Größere  Fels‐  und  Bergstürze  tendieren  dazu,  unter  Verwendung  von  reinen  Reibungsmodellen für trockenes Gestein, in ihrer Mobilität der Masse unterschätzt zu  werden. Wenn Gesteinsmassen auf einen wassergesättigten Boden stürzen, oder diesen  überfahren, kommt es zu einem sprunghaften Anstieg des Porenwasserdrucks. Durch  diese rasche Belastung kann der Untergrund in einen fließähnlichen Zustand geraten und  bewegt sich mit dem Gestein talwärts. Dieser Effekt kann die Mobilität erhöhen. Laut  Heim  (1932)  steigt die Mobilität auch  mit dem Volumen.  Erläuterungen zu  diesem  Phänomen wurden schon von verschiedenen Autoren dargelegt, jedoch kann bis jetzt  keine als universell gültig angesehen werden (Hungr, 1990). Das heißt, dass sich noch  keine  eindeutige  Beziehung  zwischen  größerem  Volumen  und  steigender  Mobilität  etabliert hat. In zahlreichen Literaturen spricht man bei einem Volumen der mobilisierten  Masse von 100 bis 100.000 m³ Kubikmetern von einem Felssturz, darüber hinausgehend  von einem Bergsturz. 

2.2.9.1 Einfluss von Eis bzw.
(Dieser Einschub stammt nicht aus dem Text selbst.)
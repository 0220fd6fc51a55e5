//! Direct install through the environment's standard primitive.

use super::{InstallStrategy, StrategyContext, StrategyKind, StrategyOutcome};
use crate::installer::InstallRequest;

/// `install.packages` from the configured repository.
#[derive(Debug, Clone)]
pub struct DirectInstall {
    repo_url: String,
}

impl DirectInstall {
    /// Create the strategy for a repository URL.
    pub fn new(repo_url: &str) -> Self {
        Self {
            repo_url: repo_url.to_string(),
        }
    }

    fn expression(&self, package: &str) -> String {
        format!(
            r#"install.packages("{}", repos="{}")"#,
            package, self.repo_url
        )
    }
}

impl InstallStrategy for DirectInstall {
    fn kind(&self) -> StrategyKind {
        StrategyKind::Direct
    }

    fn attempt(&self, ctx: &StrategyContext<'_>, request: &InstallRequest) -> StrategyOutcome {
        let package = request.package();
        tracing::info!("Installing {} in {} with install.packages", package, ctx.env);

        let result = ctx.runtime.eval(ctx.env, &self.expression(package));
        ctx.confirm(self.kind(), self.kind().label(), package, result)
    }
}
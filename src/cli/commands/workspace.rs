//! Resolved working root and configuration shared by commands.

use std::path::{Path, PathBuf};

use crate::cli::args::Cli;
use crate::config::{load_config, RinstallConfig};
use crate::environment::{Environment, ShellRuntime};
use crate::error::Result;
use crate::ledger::FailureLedger;
use crate::outcome::OutcomeLog;
use crate::strategies::StrategyChain;

/// Where a run keeps its files, and the configuration it runs with.
#[derive(Debug, Clone)]
pub struct Workspace {
    root: PathBuf,
    config: RinstallConfig,
}

impl Workspace {
    /// Create a workspace from an already loaded configuration.
    pub fn new(root: impl Into<PathBuf>, config: RinstallConfig) -> Self {
        Self {
            root: root.into(),
            config,
        }
    }

    /// Resolve the workspace for a command line.
    ///
    /// The config is `--config`, else `rinstall.yml` in `--root` (or `cwd`),
    /// else built-in defaults. The working root is `--root`, else the
    /// config's `work_dir`, else `cwd`.
    pub fn resolve(cli: &Cli, cwd: &Path) -> Result<Self> {
        let search_root = cli.root.as_deref().unwrap_or(cwd);
        let config = load_config(cli.config.as_deref(), search_root)?;

        let root = cli
            .root
            .clone()
            .or_else(|| config.work_dir.clone())
            .unwrap_or_else(|| cwd.to_path_buf());
        tracing::debug!("Working root: {}", root.display());

        Ok(Self::new(root, config))
    }

    /// Working root.
    pub fn root(&self) -> &Path {
        &self.root
    }

    /// Loaded configuration.
    pub fn config(&self) -> &RinstallConfig {
        &self.config
    }

    /// Environment for a version, laid out per the configuration.
    pub fn environment(&self, version: &str) -> Environment {
        Environment::new(
            version,
            &self.config.runtime.module_name,
            &self.config.layout,
        )
    }

    /// Runtime invoking the configured shell templates.
    pub fn runtime(&self) -> ShellRuntime {
        ShellRuntime::new(self.config.runtime.clone())
    }

    /// Production strategy chain.
    pub fn chain(&self) -> Result<StrategyChain> {
        StrategyChain::standard(&self.config.repositories)
    }

    /// Failure ledger in the working root.
    pub fn ledger(&self) -> FailureLedger {
        FailureLedger::in_root(&self.root)
    }

    /// Dated outcome log in the working root.
    pub fn outcome_log(&self) -> OutcomeLog {
        OutcomeLog::new(&self.root)
    }
}

#[cfg(test)]
mod tests {
    use super::*;
    use crate::config::CONFIG_FILE_NAME;
    use std::fs;
    use tempfile::TempDir;

    #[test]
    fn defaults_to_cwd_and_builtin_config() {
        let temp = TempDir::new().unwrap();

        let ws = Workspace::resolve(&Cli::default(), temp.path()).unwrap();

        assert_eq!(ws.root(), temp.path());
        assert_eq!(ws.config().defaults.new_version, "4.5.0");
    }

    #[test]
    fn root_flag_wins_over_work_dir() {
        let temp = TempDir::new().unwrap();
        let root = temp.path().join("work");
        fs::create_dir_all(&root).unwrap();
        fs::write(root.join(CONFIG_FILE_NAME), "work_dir: /elsewhere\n").unwrap();
        let cli = Cli {
            root: Some(root.clone()),
            ..Cli::default()
        };

        let ws = Workspace::resolve(&cli, temp.path()).unwrap();

        assert_eq!(ws.root(), root);
    }

    #[test]
    fn work_dir_used_without_root_flag() {
        let temp = TempDir::new().unwrap();
        fs::write(
            temp.path().join(CONFIG_FILE_NAME),
            "work_dir: /group/work/R\n",
        )
        .unwrap();

        let ws = Workspace::resolve(&Cli::default(), temp.path()).unwrap();

        assert_eq!(ws.root(), Path::new("/group/work/R"));
    }

    #[test]
    fn explicit_config_is_required_to_exist() {
        let temp = TempDir::new().unwrap();
        let cli = Cli {
            config: Some(temp.path().join("nope.yml")),
            ..Cli::default()
        };

        assert!(Workspace::resolve(&cli, temp.path()).is_err());
    }

    #[test]
    fn environment_follows_layout() {
        let ws = Workspace::new("/work", RinstallConfig::default());

        let env = ws.environment("4.5.0");

        assert_eq!(env.module(), "R/4.5.0");
        assert_eq!(
            env.library_dir(),
            Path::new("/hpc/apps/R/4.5.0/lib64/R/library")
        );
        assert_eq!(ws.ledger().path(), Path::new("/work/fail.txt"));
    }
}
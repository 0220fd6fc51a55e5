//! On-disk layout of a versioned environment.

use crate::config::LayoutConfig;
use std::fmt;
use std::path::{Path, PathBuf};

/// One versioned R installation.
#[derive(Debug, Clone, PartialEq, Eq)]
pub struct Environment {
    version: String,
    module: String,
    library_dir: PathBuf,
    build_dir: PathBuf,
}

impl Environment {
    /// Resolve an environment from the configured layout.
    pub fn new(version: &str, module_name: &str, layout: &LayoutConfig) -> Self {
        Self {
            version: version.to_string(),
            module: format!("{}/{}", module_name, version),
            library_dir: layout.apps_root.join(version).join(&layout.library_subpath),
            build_dir: layout
                .builds_root
                .join(format!("{}-{}", module_name, version))
                .join("packages"),
        }
    }

    /// Build an environment from explicit paths.
    pub fn from_paths(
        version: &str,
        module_name: &str,
        library_dir: impl Into<PathBuf>,
        build_dir: impl Into<PathBuf>,
    ) -> Self {
        Self {
            version: version.to_string(),
            module: format!("{}/{}", module_name, version),
            library_dir: library_dir.into(),
            build_dir: build_dir.into(),
        }
    }

    /// Version string, e.g. `4.5.0`.
    pub fn version(&self) -> &str {
        &self.version
    }

    /// Module identifier, e.g. `R/4.5.0`.
    pub fn module(&self) -> &str {
        &self.module
    }

    /// Directory holding one subdirectory per installed package.
    pub fn library_dir(&self) -> &Path {
        &self.library_dir
    }

    /// Directory source archives are downloaded into.
    pub fn build_dir(&self) -> &Path {
        &self.build_dir
    }

    /// Library directory a package installs into.
    pub fn package_dir(&self, package: &str) -> PathBuf {
        self.library_dir.join(library_name(package))
    }
}

impl fmt::Display for Environment {
    fn fmt(&self, f: &mut fmt::Formatter<'_>) -> fmt::Result {
        f.write_str(&self.module)
    }
}

/// Name a package is installed under.
///
/// Qualified names (`drieslab/Giotto`) install under their last segment.
pub fn library_name(package: &str) -> &str {
    package.rsplit('/').next().unwrap_or(package)
}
Schnee

Gletschereis ist oft in Lawinenereignisse auf Berghängen involviert. Dabei kann das Eis ein  Teil der bewegten Masse oder die gesamte bewegte Masse sein. Eine weitere Möglichkeit  ist, dass sich ein Fels‐ oder Bergsturz über die Oberfläche eines Gletschers oder in einer  mit Schnee befüllten Rinne bewegt. Lawinen die glaziales Eis als bewegte Masse oder als  Substrat  besitzen,  erreichen  außergewöhnliche  hohe  Mobilität  (Delaney  und  Evans,  2013). Das jüngste größere Versagensereignis war die Karmadon‐Kolka Eislawine im Jahre  2002 im Kaukasus. Bei diesem Prozess wurden 130 Millionen m³ von fragmentierten Eis 

über eine Distanz von 19 Kilometern mit Spitzengeschwindigkeiten von über 250 km/h  bewegt (Evans, 2009). 

Bei  einem  Fels‐  oder  Bergsturz,  auf  Eis  bzw.  Schnee,  sind  zwei  unterschiedliche  Bewegungsmechanismen denkbar. Zum einen kann die Absturzmasse über die Eis‐ bzw. 

Schneemassen  hinweggleiten.  In  diesem  Fall  verringert  sich  der  basale  Reibungswiderstand  durch  eine  rutschige  Schicht  deutlich.  Bei  diesem  „Huckepack‐

Transport“  (A.  Preh  und J.T.  Sausgruber  2014)  wird  der  Schnee  nicht  komplett  wegerodiert, sondern dient als Gleitfläche und die Mobilität wird deutlich erhöht.  Zum  anderen kann es durch Eingraben der Gesteinsmassen zu einer Vermischung mit dem Eis  kommen. Aufgrund der Bewegungsenergie kommt es zum Schmelzen der Eismassen und  zu  einem  Anstieg  des  Porenwasserdrucks  im  Untergrund.  Dadurch  kann  die  Sohle  wiederum einen fließähnlichen Zustand erhalten. 

Dient eine Schneeschicht als Gleitfläche kann im numerischen Programm DAN3D für die  Rückrechnung eines Ereignisses die Voellmy Rheologie für die Berechnung des basalen  Reibungswiderstands herangezogen werden. Dieser Ansatz (Voellmy, 1955) erweitert den  Reibungsterm um einen zusätzlichen Turbulenzterm (mehr dazu in Kapitel 4.1.5). Bei  Wahl eines niedrigen Reibungskoeffizienten und einem hohen Turbulenzkoeffizienten  wird der Reibungswinkel herabgesetzt und man simuliert auf diese Weise die erhöhte  Mobilität (siehe Tabelle 3).